Climate Apartheid? How Elite Adoption of Private Solar Disrupts South Africa’s Just Transition

Tuesday, 8 July 2025: 13:15
Location: ASJE016 (Annex of the Faculty of Legal, Economic, and Social Sciences)
Oral Presentation
Charlotte LEMANSKI, University of Cambridge, United Kingdom
Christina CULWICK FATTI, University of the Western Cape, South Africa
Fiona ANCIANO, University of the Western Cape, South Africa
The language of ‘justice’ is increasingly central to scholarship and policy on climate transition. This acknowledges that climate change impacts are unevenly distributed, and that marginalized communities/countries are particularly vulnerable. Recently, the discourse of ‘climate apartheid’ has emerged, recognizing that in addition to uneven climate change impacts, the mitigation strategies deployed by elites (privileged individuals and groups) also (re)produce unjust outcomes.

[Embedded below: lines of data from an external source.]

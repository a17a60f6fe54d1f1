//! Menu state machine: stateless screen renderers.
//!
//! Each `show_*` / `handle_*` sends exactly one message to the requesting
//! chat (plus at most one admin notice); the `build_*` halves are pure and
//! unit-testable.

pub mod main_menu;
pub mod orders;
pub mod shop;

use crate::telegram::dispatcher::Screen;
use crate::telegram::BotContext;

pub use orders::{handle_purchase, handle_service_inquiry};

/// Render the requested screen to `chat_id`.
pub async fn show_screen(ctx: &BotContext, screen: Screen, chat_id: i64, user_name: &str) {
    match screen {
        Screen::Start => main_menu::show_start_menu(ctx, chat_id, user_name).await,
        Screen::Products => shop::show_products_menu(ctx, chat_id).await,
        Screen::Services => shop::show_services_menu(ctx, chat_id).await,
        Screen::Help => main_menu::show_help_menu(ctx, chat_id).await,
    }
}
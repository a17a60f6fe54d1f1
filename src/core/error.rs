use thiserror::Error;

/// Centralized error types for the application
///
/// Nothing here is ever fatal to the process: callers log and continue.
/// A failed outbound send is terminal for that event only, and the poll
/// loop retries after a fixed sleep.
#[derive(Error, Debug)]
pub enum AppError {
    /// HTTP/transport errors from the Bot API client
    #[error("HTTP error: {0}")]
    Http(#[from] reqwest::Error),

    /// HTTP status code errors
    #[error("HTTP request failed with status: {0}")]
    HttpStatus(reqwest::StatusCode),

    /// Bot API answered with ok=false
    #[error("Bot API error: {0}")]
    Api(String),

    /// Malformed inbound payload
    #[error("Decode error: {0}")]
    Decode(#[from] serde_json::Error),

    /// IO errors
    #[error("IO error: {0}")]
    Io(#[from] std::io::Error),
}

/// Type alias for Result with AppError
pub type AppResult<T> = Result<T, AppError>;
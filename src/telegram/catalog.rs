//! Static product and service catalogs.
//!
//! Keys are the suffixes of `buy_*` / `service_*` action codes; content
//! is fixed at compile time.

/// A purchasable digital product.
#[derive(Debug, Clone, PartialEq)]
pub struct Product {
    pub key: &'static str,
    pub name: &'static str,
    pub price: f64,
}

/// A service offered on inquiry (custom pricing, no list price).
#[derive(Debug, Clone, PartialEq, Eq)]
pub struct Service {
    pub key: &'static str,
    pub name: &'static str,
}

pub const PRODUCTS: &[Product] = &[
    Product {
        key: "software",
        name: "Premium Software License",
        price: 29.99,
    },
    Product {
        key: "courses",
        name: "Digital Course Bundle",
        price: 49.99,
    },
    Product {
        key: "vip",
        name: "VIP Membership",
        price: 99.99,
    },
];

pub const SERVICES: &[Service] = &[
    Service {
        key: "twitter",
        name: "Twitter Services",
    },
    Service {
        key: "chatgpt",
        name: "ChatGPT Services",
    },
    Service {
        key: "youtube",
        name: "YouTube Services",
    },
];

/// Look up a product by action-code suffix.
pub fn product(key: &str) -> Option<&'static Product> {
    PRODUCTS.iter().find(|p| p.key == key)
}

/// Look up a service display name. Unknown keys fall back to the generic
/// "Service" label: inquiries are never dropped, unlike purchases.
pub fn service_name(key: &str) -> &'static str {
    SERVICES
        .iter()
        .find(|s| s.key == key)
        .map(|s| s.name)
        .unwrap_or("Service")
}

#[cfg(test)]
mod tests {
    use super::*;
    use pretty_assertions::assert_eq;

    #[test]
    fn known_product_lookup() {
        let vip = product("vip").expect("vip product exists");
        assert_eq!(vip.name, "VIP Membership");
        assert_eq!(vip.price, 99.99);
        assert!(product("gold").is_none());
    }

    #[test]
    fn service_lookup_falls_back_to_generic_label() {
        assert_eq!(service_name("twitter"), "Twitter Services");
        assert_eq!(service_name("carrier-pigeon"), "Service");
    }
}
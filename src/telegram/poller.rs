//! Pull-mode update source: a single long-poll loop owning the cursor.

use std::sync::atomic::{AtomicBool, Ordering};
use std::sync::Arc;

use crate::core::config;
use crate::telegram::dispatcher;
use crate::telegram::types::RawUpdate;
use crate::telegram::BotContext;

/// Dispatch one fetched batch in arrival order.
///
/// The cursor moves to `update_id + 1` right after each event has been
/// fully handled (reply + admin notice), never before. It moves whether
/// or not the handler's sends succeeded: delivery is at-most-once,
/// best effort.
pub async fn process_batch(ctx: &BotContext, updates: Vec<RawUpdate>, cursor: &mut i64) {
    for update in updates {
        let next = update.update_id + 1;
        dispatcher::process_update(ctx, update).await;
        *cursor = next;
    }
}

/// Long-poll `getUpdates` until `running` is cleared.
///
/// A transport failure never terminates the loop: it logs, sleeps a fixed
/// interval and retries with an unchanged cursor. The flag is checked at
/// the top of each iteration only; an in-flight call completes or times
/// out on its own.
pub async fn run_polling(ctx: Arc<BotContext>, running: Arc<AtomicBool>) {
    let mut cursor: i64 = 0;
    log::info!("Update poller started");

    while running.load(Ordering::SeqCst) {
        match ctx.api.get_updates(cursor, config::api::POLL_TIMEOUT_SECS).await {
            Ok(updates) if updates.is_empty() => {}
            Ok(updates) => {
                let count = updates.len();
                process_batch(&ctx, updates, &mut cursor).await;
                log::info!("Processed {} update(s)", count);
            }
            Err(e) => {
                log::warn!("Polling error: {}", e);
                tokio::time::sleep(config::api::poll_retry_delay()).await;
            }
        }
    }

    log::info!("Update poller stopped");
}
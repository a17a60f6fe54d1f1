//! Core utilities: configuration, errors, logging and the control server

pub mod config;
pub mod error;
pub mod logging;
pub mod web_server;

// Re-exports for convenience
pub use error::{AppError, AppResult};
pub use logging::init_logger;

These debates overwhelmingly vilify elites for accessing privatized technology that may be climate-conscious (e.g. low-emission cars, retrofitting buildings for water and thermal efficiency, solar panels), but are exclusive and prioritize individual security over collective consequences. In practice, climate mitigation strategies frequently deliver both justice and exploitation, while blaming single stakeholder groups risks overlooking their potential to stimulate transformation as well as the roles played by other stakeholders such as the state. This paper critically examines the rapid adoption of solar renewable energy by elites in South Africa. Drawing from interviews and surveys with stakeholders from government, businesses, and households across two South African cities, the paper illuminates the complex and contradictory justice trade-offs produced by elite’s climate mitigation strategies. While the state subsidizes the private renewable sector, elites enjoy climate security and accumulate wealth from public finances, and this produces outcomes that simultaneously contribute to environmental justice (meeting global political goals) and social injustice (undermining state capacity to subsidize services to the poor).